## Input for this task
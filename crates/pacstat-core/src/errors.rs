//! Structured error types shared across pacstat crates.

use std::collections::BTreeMap;
use std::fmt::{self, Display};
use std::path::Path;

use serde::{Deserialize, Serialize};
use thiserror::Error;

/// Structured payload attached to every [`PacError`] variant.
#[derive(Debug, Clone, PartialEq, Eq, Serialize, Deserialize)]
pub struct ErrorInfo {
    /// Stable machine readable error code.
    pub code: String,
    /// Human readable diagnostic message.
    pub message: String,
    /// Contextual key value pairs (paths, line numbers, column names).
    #[serde(default)]
    pub context: BTreeMap<String, String>,
    /// Optional hint that may help the caller resolve the issue.
    #[serde(skip_serializing_if = "Option::is_none")]
    pub hint: Option<String>,
}

impl ErrorInfo {
    /// Creates a new error payload with the provided code and message.
    pub fn new(code: impl Into<String>, message: impl Into<String>) -> Self {
        Self {
            code: code.into(),
            message: message.into(),
            context: BTreeMap::new(),
            hint: None,
        }
    }

    /// Adds a context entry to the payload.
    pub fn with_context(mut self, key: impl Into<String>, value: impl Into<String>) -> Self {
        self.context.insert(key.into(), value.into());
        self
    }

    /// Records the filesystem path involved in the failure.
    pub fn with_path(self, path: &Path) -> Self {
        self.with_context("path", path.display().to_string())
    }

    /// Sets a human readable hint for remediation.
    pub fn with_hint(mut self, hint: impl Into<String>) -> Self {
        self.hint = Some(hint.into());
        self
    }
}

/// Canonical error type for table loading, merging and gain computation.
#[derive(Debug, Clone, PartialEq, Eq, Serialize, Deserialize, Error)]
#[serde(tag = "family", content = "detail")]
pub enum PacError {
    /// Malformed delimited input (field count, missing header, bad number).
    #[error("format error: {0}")]
    Format(ErrorInfo),
    /// A column the merge needs is absent or not numeric.
    #[error("schema error: {0}")]
    Schema(ErrorInfo),
    /// A gain ratio would divide by a zero expansion count.
    #[error("division error: {0}")]
    Division(ErrorInfo),
    /// Source unreadable or destination unwritable.
    #[error("io error: {0}")]
    Io(ErrorInfo),
    /// Pipeline configuration could not be read or is inconsistent.
    #[error("config error: {0}")]
    Config(ErrorInfo),
}

impl Display for ErrorInfo {
    fn fmt(&self, f: &mut fmt::Formatter<'_>) -> fmt::Result {
        write!(f, "{} (code: {})", self.message, self.code)?;
        if !self.context.is_empty() {
            write!(f, " | context: [")?;
            for (idx, (key, value)) in self.context.iter().enumerate() {
                if idx > 0 {
                    write!(f, ", ")?;
                }
                write!(f, "{key}={value}")?;
            }
            write!(f, "]")?;
        }
        if let Some(hint) = &self.hint {
            write!(f, " | hint: {hint}")?;
        }
        Ok(())
    }
}

impl PacError {
    /// Returns a reference to the payload describing the error.
    pub fn info(&self) -> &ErrorInfo {
        match self {
            PacError::Format(info)
            | PacError::Schema(info)
            | PacError::Division(info)
            | PacError::Io(info)
            | PacError::Config(info) => info,
        }
    }

    /// Short family label, matching the serialized `family` tag.
    pub fn family(&self) -> &'static str {
        match self {
            PacError::Format(_) => "Format",
            PacError::Schema(_) => "Schema",
            PacError::Division(_) => "Division",
            PacError::Io(_) => "Io",
            PacError::Config(_) => "Config",
        }
    }

    /// Wraps an IO failure on `path` under the given code.
    pub fn io(code: &str, path: &Path, err: &std::io::Error) -> Self {
        PacError::Io(
            ErrorInfo::new(code, "filesystem operation failed")
                .with_path(path)
                .with_hint(err.to_string()),
        )
    }
}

## The task
Scan the data above and copy each line containing the word "message".

## Task solution
    /// Human readable diagnostic message.
    pub message: String,
    /// Creates a new error payload with the provided code and message.
    pub fn new(code: impl Into<String>, message: impl Into<String>) -> Self {
            message: message.into(),
        write!(f, "{} (code: {})", self.message, self.code)?;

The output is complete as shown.